立花氏の一連の行動を考える上で、米ハーバード大学のスティーブン・レビツキー、ダニエル・ジブラット両教授が記した『民主主義の死に方』で説かれる政治規範の重要性が浮き彫りになります。両教授は、民主主義は憲法が定める制度だけでは守られず、競い合う政党が互いをライバルとして受け入れる「相互的寛容」と、政治家が権力を行使する際に節度をわきまえる「組織的自制心」が必要不可欠だと主張しています。法律の文言に違反しないものの、明らかにその精神に反する行為を避けようとする規範こそが、民主主義を支える「柔らかいガードレール」となるのです。

2018年に日本で出版された同書は、第1次トランプ政権の独裁的政治手法を念頭に書かれたものですが、立花氏の政治姿勢にもそのまま当てはまります。立花氏からは、ライバルを受け入れる寛容さや、節度をわきまえる自制心が感じられず、まるでこの「柔らかいガードレール」を意図的に破壊しているかのように見えます。彼は政治的ライバルと見なせば、SNSを通じて徹底的な攻撃を支持者に促します。また、公職選挙法で明確に禁止されていないことを盾に、選挙ポスター掲示の権利を販売したり、自らが出馬した選挙で他の候補に投票するよう訴えたりする行為は、法の抜け穴を利用した、政治規範に反する行動と言えるでしょう。彼の言動からは、「真なることを伝えるべし」という民主主義の建前が微塵も感じられず、真実を検証するゲームの土俵にすら上がろうとしていないのです。

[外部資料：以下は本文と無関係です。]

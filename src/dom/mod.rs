//! Page access layer
//!
//! This module defines what the engine is allowed to do to a page and the
//! pieces built directly on top of that:
//! - Page: the element capability interface every adapter implements
//! - Locator / Scope / ElementHandle: how elements are addressed
//! - SelectorResolver: ordered fallback chains over locators
//! - Marker: progress state persisted on DOM nodes
//! - memory: a scripted in-memory page for tests (`testing` feature)

pub mod locator;
pub mod marker;
#[cfg(any(test, feature = "testing"))]
pub mod memory;
pub mod page;
pub mod resolver;

pub use locator::{ElementHandle, Locator, LocatorKind, Scope};
pub use marker::{Marker, MarkerAttributes};
pub use page::{POLL_INTERVAL, Page};
pub use resolver::SelectorResolver;

#[cfg(test)]
mod tests {
    use super::*;

    #[test]
    fn test_locator_export() {
        let loc = Locator::text("I understand");
        assert_eq!(loc.kind, LocatorKind::Text);
    }

    #[test]
    fn test_marker_export() {
        assert!(Marker::Unmarked < Marker::Counted);
        assert!(Marker::Counted < Marker::Skipped);
        assert!(Marker::Skipped < Marker::Clicked);
    }

    #[test]
    fn test_scope_from_handle() {
        let handle = ElementHandle(7);
        assert_eq!(Scope::from(handle), Scope::Element(ElementHandle(7)));
    }
}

結論:情報操作とポピュリズムがもたらす民主主義の危機

立花孝志氏のSNSを通じた「言った者勝ち」政治は、現代社会における情報操作とポピュリズムの危険性を示唆しています。彼の行動は、健全な民主主義を維持するために不可欠な「相互的寛容」と「組織的自制心」といった政治規範を無視し、その根幹を揺るがしています。情報が瞬時に拡散されるSNS時代において、真実の軽視と扇動的な言動が横行すれば、政治への信頼は失われ、民主主義の健全性は深刻な危機に瀕します。我々は、こうした政治動向に警戒し、正確な情報に基づく冷静な判断力を養うことが求められています。

参考文献

  • 朝日新聞取材班 著, 『「言った者勝ち」社会 ポピュリズムとSNS民意に政治はどう向き合うか』, 朝日新書, 2025年.
  • スティーブン・レビツキー, ダニエル・ジブラット 著, 待鳥聡史 訳, 『民主主義の死に方 ――二つの政党はいかに民主主義を破壊したか』, 筑摩書房, 2018年.